## [WHAT IS EXPECTED]
Retype the entries exactly, keeping every line intact.

Stored entries:
------------------------------------------------------------------------

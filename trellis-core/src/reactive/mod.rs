//! Reactive Primitives
//!
//! This module implements the building blocks that component hooks are made
//! of: state cells, dependency lists, memos, effect records, and the render
//! scheduler that turns state writes into render passes.
//!
//! # Concepts
//!
//! ## State cells
//!
//! A state cell holds a committed value and a queue of pending writes.
//! Writes are folded into the committed value only when the owning
//! component re-renders, so reads within one turn always agree.
//!
//! ## Dependency lists
//!
//! An ordered list of inputs compared shallowly and positionally. Memos and
//! effects consult it to decide whether previous work can be reused.
//!
//! ## Memos
//!
//! A memo caches a value together with the dependency list it was computed
//! from and returns the same `Rc` for as long as the list is unchanged.
//!
//! ## Effects
//!
//! An effect record stores a side effect to run after commit, plus the
//! cleanup it returned last time. Cleanups run before the next run and on
//! unmount.
//!
//! ## Scheduler
//!
//! The scheduler collects dirty components and coalesces pass requests,
//! batching every write issued inside one event into a single pass.
//!
//! # Implementation Notes
//!
//! Dependency tracking is explicit: callers hand a `Deps` list to each
//! memo and effect rather than having reads recorded automatically. This is
//! the model hook-based component frameworks use.

mod subscriber;
mod context;
mod deps;
mod memo;
mod state;
mod effect;
mod scheduler;

pub use subscriber::{Subscriber, SubscriberId};
pub use context::RenderFrame;
pub use deps::{shallow_equal, ByArc, ByRef, DepValue, Deps};
pub use memo::{Memo, MemoState};
pub use state::{SetState, StateCell, Update};
pub(crate) use state::Owner;
pub use effect::{Cleanup, EffectPhase, EffectRecord, EffectResult, EffectState};
pub use scheduler::{Scheduler, SchedulerStats};
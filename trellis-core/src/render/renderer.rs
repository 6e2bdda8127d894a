//! The output boundary.

use super::patch::PatchBatch;

/// Receives the output of render passes.
///
/// `apply` mutates the host output; `present` makes it visible. Layout
/// effects run between the two calls, passive effects after `present`.
pub trait Renderer {
    fn apply(&mut self, batch: &PatchBatch);

    fn present(&mut self) {}
}

/// Discards all output.
#[derive(Debug, Default)]
pub struct NullRenderer;

impl Renderer for NullRenderer {
    fn apply(&mut self, _batch: &PatchBatch) {}
}

/// Keeps every batch it receives.
#[derive(Debug, Default)]
pub struct RecordingRenderer {
    pub batches: Vec<PatchBatch>,
    pub presents: usize,
}

impl RecordingRenderer {
    pub fn new() -> Self {
        Self::default()
    }

    /// Take the batches received so far.
    pub fn drain(&mut self) -> Vec<PatchBatch> {
        std::mem::take(&mut self.batches)
    }
}

impl Renderer for RecordingRenderer {
    fn apply(&mut self, batch: &PatchBatch) {
        self.batches.push(batch.clone());
    }

    fn present(&mut self) {
        self.presents += 1;
    }
}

------------------------------------------------------------------------

## [ANSWER TO THIS EXERCISE]
filename trellis-core/src/reactive/mod.rs
//! Reactive Primitives
//!
//! This module implements the building blocks that component hooks are made
//! of: state cells, dependency lists, memos, effect records, and the render
//! scheduler that turns state writes into render passes.
//!
//! # Concepts
//!
//! ## State cells
//!
//! A state cell holds a committed value and a queue of pending writes.
//! Writes are folded into the committed value only when the owning
//! component re-renders, so reads within one turn always agree.
//!
//! ## Dependency lists
//!
//! An ordered list of inputs compared shallowly and positionally. Memos and
//! effects consult it to decide whether previous work can be reused.
//!
//! ## Memos
//!
//! A memo caches a value together with the dependency list it was computed
//! from and returns the same `Rc` for as long as the list is unchanged.
//!
//! ## Effects
//!
//! An effect record stores a side effect to run after commit, plus the
//! cleanup it returned last time. Cleanups run before the next run and on
//! unmount.
//!
//! ## Scheduler
//!
//! The scheduler collects dirty components and coalesces pass requests,
//! batching every write issued inside one event into a single pass.
//!
//! # Implementation Notes
//!
//! Dependency tracking is explicit: callers hand a `Deps` list to each
//! memo and effect rather than having reads recorded automatically. This is
//! the model hook-based component frameworks use.

mod subscriber;
mod context;
mod deps;
mod memo;
mod state;
mod effect;
mod scheduler;

pub use subscriber::{Subscriber, SubscriberId};
pub use context::RenderFrame;
pub use deps::{shallow_equal, ByArc, ByRef, DepValue, Deps};
pub use memo::{Memo, MemoState};
pub use state::{SetState, StateCell, Update};
pub(crate) use state::Owner;
pub use effect::{Cleanup, EffectPhase, EffectRecord, EffectResult, EffectState};
pub use scheduler::{Scheduler, SchedulerStats};
filename trellis-core/src/render/renderer.rs
repository 6e2bdda8127d894a
//! The output boundary.

use super::patch::PatchBatch;

/// Receives the output of render passes.
///
/// `apply` mutates the host output; `present` makes it visible. Layout
/// effects run between the two calls, passive effects after `present`.
pub trait Renderer {
    fn apply(&mut self, batch: &PatchBatch);

    fn present(&mut self) {}
}

/// Discards all output.
#[derive(Debug, Default)]
pub struct NullRenderer;

impl Renderer for NullRenderer {
    fn apply(&mut self, _batch: &PatchBatch) {}
}

/// Keeps every batch it receives.
#[derive(Debug, Default)]
pub struct RecordingRenderer {
    pub batches: Vec<PatchBatch>,
    pub presents: usize,
}

impl RecordingRenderer {
    pub fn new() -> Self {
        Self::default()
    }

    /// Take the batches received so far.
    pub fn drain(&mut self) -> Vec<PatchBatch> {
        std::mem::take(&mut self.batches)
    }
}

impl Renderer for RecordingRenderer {
    fn apply(&mut self, batch: &PatchBatch) {
        self.batches.push(batch.clone());
    }

    fn present(&mut self) {
        self.presents += 1;
    }
}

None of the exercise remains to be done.